El especialista Antonio Griguolo, quien posee una licenciatura en Ciencias Biomoleculares y Celulares, ha resaltado en un reciente análisis científico que la práctica de caminar es totalmente compatible con la osteoartritis. Según el experto, el movimiento moderado es un factor determinante en el tratamiento de esta condición, ya que ayuda a la nutrición del cartílago, fortalece los músculos que rodean las articulaciones y disminuye la sensación de rigidez, desestimando la idea de que la actividad física acelera el deterioro de las articulaciones.
De acuerdo con la evidencia científica disponible, el objetivo ideal de actividad para personas adultas que padecen osteoartritis se encuentra en un rango de entre 6.000 y 8.000 pasos al día. Esta cantidad es suficiente para incrementar la movilidad y mitigar el riesgo de discapacidad causado por el sedentarismo. No se considera estrictamente necesario llegar a los 10.000 pasos que suelen recomendarse de forma general; el Dr. Griguolo enfatiza que la constancia en la actividad tiene mayor peso que realizar esfuerzos intensos de forma aislada. Se sugiere iniciar con caminatas de 10 a 15 minutos e ir progresando según la resistencia de cada paciente.
Es importante comprender que el cartílago articular tiene una circulación sanguínea muy limitada, por lo cual depende directamente del movimiento para obtener el oxígeno y los nutrientes necesarios. Al caminar, se produce un estímulo en la circulación del líquido sinovial, lo que favorece la hidratación de las áreas articulares. La acción de compresión y liberación que ocurre rítmicamente durante la marcha permite que este líquido se distribuya de forma uniforme, ayudando a mantener la flexibilidad y evitando la rigidez matutina que caracteriza a la osteoartritis.
Ventajas del ejercicio y consejos para una rutina protegida
Realizar ejercicios de bajo impacto, como las caminatas, permite mantener la movilidad articular sin exponer al cuerpo a microtraumatismos constantes, algo que sí ocurre con actividades de mayor exigencia como saltar o correr. Investigaciones indican que es provechoso alternar las caminatas con otras disciplinas, tales como la natación, la hidrocinesiterapia o el uso de la bicicleta (ya sea estática o en terrenos planos), para estimular el sistema musculoesquelético sin generar sobrecargas peligrosas.

Aplicar una técnica correcta al andar resulta vital: el movimiento debe iniciar con el contacto del talón en el suelo y concluir con el impulso que brindan los dedos, garantizando que el peso se reparta de manera equilibrada. Se recomienda caminar sobre superficies niveladas, de preferencia asfalto o materiales sintéticos, para reducir el riesgo de lesiones por inestabilidad. Asimismo, es aconsejable evitar las bajadas pronunciadas, puesto que estas aumentan significativamente la presión en las rótulas.

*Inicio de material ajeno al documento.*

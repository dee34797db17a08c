use std::sync::atomic::{AtomicBool, AtomicUsize, Ordering};

use crate::platform::{AllocFlags, HostAllocator};

/// Forwards to libc and counts every call. Allocation can be switched off
/// to simulate exhaustion.
#[derive(Default)]
pub struct CountingHost {
    allocs: AtomicUsize,
    frees: AtomicUsize,
    exhausted: AtomicBool,
}

// The loom models only allocate and release.
#[cfg_attr(feature = "loom", allow(dead_code))]
impl CountingHost {
    pub const fn new() -> Self {
        Self {
            allocs: AtomicUsize::new(0),
            frees: AtomicUsize::new(0),
            exhausted: AtomicBool::new(false),
        }
    }

    pub fn exhaust(&self, on: bool) {
        self.exhausted.store(on, Ordering::SeqCst);
    }

    pub fn allocs(&self) -> usize {
        self.allocs.load(Ordering::SeqCst)
    }

    pub fn frees(&self) -> usize {
        self.frees.load(Ordering::SeqCst)
    }
}

// SAFETY: libc malloc/calloc/free uphold the contract; ZERO maps to calloc.
unsafe impl HostAllocator for CountingHost {
    fn raw_allocate(&self, size: usize, flags: AllocFlags) -> *mut u8 {
        if self.exhausted.load(Ordering::SeqCst) {
            return core::ptr::null_mut();
        }
        // Never hand out null for a zero-sized request.
        let size = size.max(1);
        let p = unsafe {
            if flags.contains(AllocFlags::ZERO) {
                libc::calloc(1, size)
            } else {
                libc::malloc(size)
            }
        };
        if !p.is_null() {
            self.allocs.fetch_add(1, Ordering::SeqCst);
        }
        p.cast()
    }

    unsafe fn raw_free(&self, addr: *mut u8) {
        self.frees.fetch_add(1, Ordering::SeqCst);
        unsafe { libc::free(addr.cast()) }
    }
}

Para mejorar la seguridad, es fundamental el uso de calzado con soporte de arco y una adecuada suela amortiguadora, además de emplear bastones de marcha si el médico lo indica. Es necesario vigilar la postura y la técnica de respiración. En momentos donde exista un proceso inflamatorio activo, no se debe forzar la articulación; en su lugar, se recomiendan estiramientos muy suaves o rutinas de movilidad pasiva.
Metas de pasos y señales para detenerse
El parámetro establecido de 6.000 a 8.000 pasos diarios cuenta con el respaldo de estudios enfocados específicamente en pacientes con osteoartritis. Esta cifra es menor a la recomendación estándar para personas sanas, reconociendo que factores como el dolor y el cansancio pueden afectar la continuidad del ejercicio, por lo que se prioriza siempre la seguridad del paciente.
Finalmente, el Dr. Griguolo menciona que existen señales de alerta que no deben ignorarse. Si el dolor persiste por más de dos horas después de haber terminado de caminar, o si se presenta hinchazón, calor o enrojecimiento en la zona articular, se debe interrumpir la actividad. Ante estos síntomas, es imperativo acudir a un médico o fisioterapeuta para recalibrar el plan de entrenamiento o evaluar la necesidad de soportes ortopédicos. La marcha regular y controlada sigue siendo una de las terapias no farmacológicas más eficientes para proteger la salud de las articulaciones a largo plazo.